L’acronimo sta per Corte di Giustizia dell’Unione Europea, organismo che ha sede in Lussemburgo e a cui viene demandata la risoluzione di contenziosi giuridici, in particolare quando normative nazionali rischiano di confliggere con quelle comunitarie. Il 20 marzo scorso era arrivato il pronunciamento della CGUE, ma il procedimento era rimasto in sospeso per dubbi da parte dello stesso CdS circa alcuni quesiti irrisolti.
Perché il nuovo rinvio pregiudiziale alla CGUE
La vicenda, di cui potete leggere il parere originario del Consiglio di Stato, si gioca – come spesso accade – su questioni interpretative. La CGUE aveva formulato una propria decisione senza rispondere pienamente ad alcune richieste sollevate dal CdS, che infatti ha deciso di rimandare alla stessa Corte di Giustizia UE il provvedimento. Una sorta di palleggio stucchevole e persino snervante, se vogliamo, ma inevitabile.
In particolare, in relazione al quesito A (se la normativa nazionale viola le libertà europee di stabilimento e impresa), il CdS attende un ragguaglio più specifico sul quesito B, ovvero il forte dubbio che – se la violazione fosse confermata – si dubita che possano sussistere motivi imperativi di interesse generale, addotti per la necessità di avere un allineamento temporale dell’avvio di procedure gara.

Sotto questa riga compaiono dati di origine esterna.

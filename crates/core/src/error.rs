//! Fehlertypen fuer den SmartTV-Server
//!
//! Zentraler Fehler-Enum fuer Geraete- und Konfigurationsfehler.
//! Protokoll- und Transportfehler definieren die jeweiligen Crates selbst.

use thiserror::Error;

/// Globaler Result-Alias fuer smarttv-core
pub type Result<T> = std::result::Result<T, SmartTvError>;

/// Alle Fehler, die das Geraetemodell erzeugen kann
#[derive(Debug, Clone, PartialEq, Eq, Error)]
pub enum SmartTvError {
    // --- Geraet ---
    #[error("Kanal {kanal} ausserhalb des gueltigen Bereichs 1-{max}")]
    KanalAusserhalbBereich { kanal: i64, max: u32 },

    // --- Konfiguration ---
    #[error("Konfigurationsfehler: {0}")]
    Konfiguration(String),

    // --- Intern ---
    #[error("Interner Fehler: {0}")]
    Intern(String),
}

impl SmartTvError {
    /// Erstellt einen internen Fehler aus einer beliebigen Nachricht
    pub fn intern(msg: impl Into<String>) -> Self {
        Self::Intern(msg.into())
    }

    /// Erstellt einen Konfigurationsfehler
    pub fn konfiguration(msg: impl Into<String>) -> Self {
        Self::Konfiguration(msg.into())
    }
}
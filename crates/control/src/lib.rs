//! smarttv-control – TCP-Steuerprotokoll
//!
//! Dieser Crate implementiert die Verbindungsverwaltung und den
//! Befehls-Dispatcher des SmartTV-Servers. Clients senden kurze Textbefehle
//! ohne Zeilenumbruch und erhalten eine Textantwort. Kanalwechsel werden an
//! alle anderen verbundenen Clients gemeldet.
//!
//! ## Architektur
//!
//! ```text
//! TCP Listener (TvServer)
//!     |
//!     v
//! ClientConnection (pro Verbindung ein Task)
//!     |  State Machine: Begruessung -> Aktiv -> Geschlossen
//!     |
//!     v
//! CommandDispatcher  --- DeviceHandle (ein Mutex um den Fernseher)
//!     |
//!     +-- power_handler   (on, off, status)
//!     +-- channel_handler (get_c, get_ch, set_ch)
//!     +-- info_handler    (help, version, quit)
//!
//! ConnectionRegistry – Hinweise an alle anderen Verbindungen senden
//! ```

pub mod broadcast;
pub mod commands;
pub mod connection;
pub mod dispatcher;
pub mod error;
pub mod handlers;
pub mod server_state;
pub mod tcp;

// Bequeme Re-Exporte
pub use broadcast::ConnectionRegistry;
pub use connection::ClientConnection;
pub use dispatcher::{Antwort, AppInfo, CommandDispatcher};
pub use error::{CommandError, ControlError, ControlResult};
pub use server_state::{ControlConfig, ControlState};
pub use tcp::TvServer;
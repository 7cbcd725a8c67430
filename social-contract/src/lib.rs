use near_sdk::{
    env, json_types::U128, log, near,
    store::{IterableMap, LookupMap},
    AccountId, BorshStorageKey,
};

mod helpers;
mod views;

#[cfg(test)]
mod unit_tests;

pub const NO_POST_FOUND: &str = "No post found at that ID";

#[near(contract_state)]
pub struct Contract {
    pub posts: IterableMap<u128, Post>,
    pub number_of_posts: u128,
    pub likes_by_user_id: LookupMap<AccountId, Vec<Post>>,
    pub posts_by_tag: LookupMap<String, Vec<Post>>,
}

#[near(serializers = [borsh, json])]
#[derive(Clone, Debug, PartialEq)]
pub struct Post {
    pub id: U128,
    pub title: String,
    pub description: String,
    pub tags: Vec<String>,
    pub media: String,
    pub users_who_liked: Vec<AccountId>,
    pub owner_id: AccountId,
}

#[derive(BorshStorageKey)]
#[near]
pub enum StorageKey {
    Posts,
    LikesByUserId,
    PostsByTag,
}

impl Default for Contract {
    fn default() -> Self {
        Self {
            posts: IterableMap::new(StorageKey::Posts),
            number_of_posts: 0,
            likes_by_user_id: LookupMap::new(StorageKey::LikesByUserId),
            posts_by_tag: LookupMap::new(StorageKey::PostsByTag),
        }
    }
}

#[near]
impl Contract {
    // Create a post owned by the signer, tags are passed comma separated
    pub fn add_post(
        &mut self,
        title: String,
        description: String,
        tags: String,
        media: String,
    ) -> Post {
        let tags: Vec<String> = tags.split(',').map(str::to_string).collect();

        let post = Post {
            id: U128(self.number_of_posts),
            title,
            description,
            tags,
            media,
            users_who_liked: Vec::new(),
            owner_id: env::signer_account_id(),
        };

        self.number_of_posts += 1;
        self.posts.insert(post.id.0, post.clone());
        self.index_post_by_tags(&post);

        log!("Post {} added by {}", post.id.0, post.owner_id);
        post
    }

    // Like a post as the signer, unknown ids get a placeholder post back
    pub fn like_a_post(&mut self, post_id: U128) -> Post {
        let signer = env::signer_account_id();

        let Some(post) = self.posts.get_mut(&post_id.0) else {
            return Post {
                id: post_id,
                title: NO_POST_FOUND.to_string(),
                description: NO_POST_FOUND.to_string(),
                tags: Vec::new(),
                media: NO_POST_FOUND.to_string(),
                users_who_liked: Vec::new(),
                owner_id: signer,
            };
        };

        post.users_who_liked.push(signer.clone());
        let liked = post.clone();

        self.record_like(signer, &liked);
        liked
    }
}
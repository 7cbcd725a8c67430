use crate::*;

impl Contract {
    // Append the post to the list of every tag it carries
    pub(crate) fn index_post_by_tags(&mut self, post: &Post) {
        for tag in &post.tags {
            match self.posts_by_tag.get_mut(tag) {
                Some(posts) => posts.push(post.clone()),
                None => {
                    self.posts_by_tag.insert(tag.clone(), vec![post.clone()]);
                }
            }
        }
    }

    // Append the post to the liker's list of liked posts
    pub(crate) fn record_like(&mut self, account_id: AccountId, post: &Post) {
        match self.likes_by_user_id.get_mut(&account_id) {
            Some(liked) => liked.push(post.clone()),
            None => {
                self.likes_by_user_id.insert(account_id, vec![post.clone()]);
            }
        }
    }
}
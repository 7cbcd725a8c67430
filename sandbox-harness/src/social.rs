//! Typed client for the social posts contract.
//!
//! Each contract method gets a declared argument and result schema here, so a
//! renamed field shows up as a [`HarnessError::Decode`] instead of a `null`
//! somewhere deep in an assertion.

use near_api::AccountId;
use serde::{Deserialize, Serialize};
use serde_json::json;
use serde_with::{DisplayFromStr, serde_as};

use crate::{AccountHandle, ContractHandle, HarnessError};

pub const ADD_POST: &str = "add_post";
pub const GET_ALL_POSTS: &str = "get_all_posts";
pub const LIKE_A_POST: &str = "like_a_post";
pub const GET_LIKED_POSTS: &str = "get_liked_posts";
pub const GET_POSTS_BY_TAG: &str = "get_posts_by_tag";

/// Title, description and media of the post `like_a_post` returns for an unknown id.
pub const NO_POST_FOUND: &str = "No post found at that ID";

/// Post ids travel as decimal strings.
#[serde_as]
#[derive(Debug, Clone, Copy, PartialEq, Eq, PartialOrd, Ord, Hash, Serialize, Deserialize)]
#[serde(transparent)]
pub struct PostId(#[serde_as(as = "DisplayFromStr")] pub u128);

#[derive(Debug, Clone, PartialEq, Eq, Deserialize)]
pub struct Post {
    pub id: PostId,
    pub title: String,
    pub description: String,
    pub tags: Vec<String>,
    pub media: String,
    pub users_who_liked: Vec<AccountId>,
    pub owner_id: AccountId,
}

/// Arguments of `add_post`. Tags are sent comma separated.
#[derive(Debug, Clone, Default, PartialEq, Eq, Serialize)]
pub struct NewPost {
    pub title: String,
    pub description: String,
    pub tags: String,
    pub media: String,
}

impl NewPost {
    pub fn new(title: impl Into<String>) -> Self {
        Self {
            title: title.into(),
            ..Default::default()
        }
    }

    pub fn description(mut self, description: impl Into<String>) -> Self {
        self.description = description.into();
        self
    }

    pub fn tags<I, S>(mut self, tags: I) -> Self
    where
        I: IntoIterator<Item = S>,
        S: AsRef<str>,
    {
        self.tags = tags
            .into_iter()
            .map(|tag| tag.as_ref().to_string())
            .collect::<Vec<_>>()
            .join(",");
        self
    }

    pub fn media(mut self, media: impl Into<String>) -> Self {
        self.media = media.into();
        self
    }
}

#[derive(Debug, Clone)]
pub struct SocialClient {
    contract: ContractHandle,
}

impl SocialClient {
    pub fn new(contract: ContractHandle) -> Self {
        Self { contract }
    }

    pub async fn add_post(&self, caller: &AccountHandle, post: &NewPost) -> Result<Post, HarnessError> {
        self.contract.call(caller, ADD_POST, post).await
    }

    /// All posts paired with their ids, in the order the contract stored them.
    pub async fn get_all_posts(&self) -> Result<Vec<(PostId, Post)>, HarnessError> {
        self.contract.view(GET_ALL_POSTS, json!({})).await
    }

    pub async fn like_a_post(&self, caller: &AccountHandle, post_id: PostId) -> Result<Post, HarnessError> {
        self.contract
            .call(caller, LIKE_A_POST, json!({ "post_id": post_id }))
            .await
    }

    /// The contract keys likes by signer, which a view does not have, so this is
    /// sent as a signed call.
    pub async fn get_liked_posts(&self, caller: &AccountHandle) -> Result<Vec<Post>, HarnessError> {
        self.contract.call(caller, GET_LIKED_POSTS, json!({})).await
    }

    pub async fn get_posts_by_tag(&self, tag: &str) -> Result<Vec<Post>, HarnessError> {
        self.contract
            .view(GET_POSTS_BY_TAG, json!({ "tag": tag }))
            .await
    }
}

Il CdS ha rimandato la questione alla Corte di Giustizia UE anche per avere maggiori ragguagli sul quesito C. Ovvero, quand’anche si ritenesse che sussista il citato interesse generale, si chiede se esso non violi comunque i principi di proporzionalità e concorrenza. Il Consiglio di Stato sospetta che gli operatori, in siffatta situazione, siano impediti nell’esercizio della propria libertà di impresa, per quanto riguarda la programmazione e pianificazione delle attività.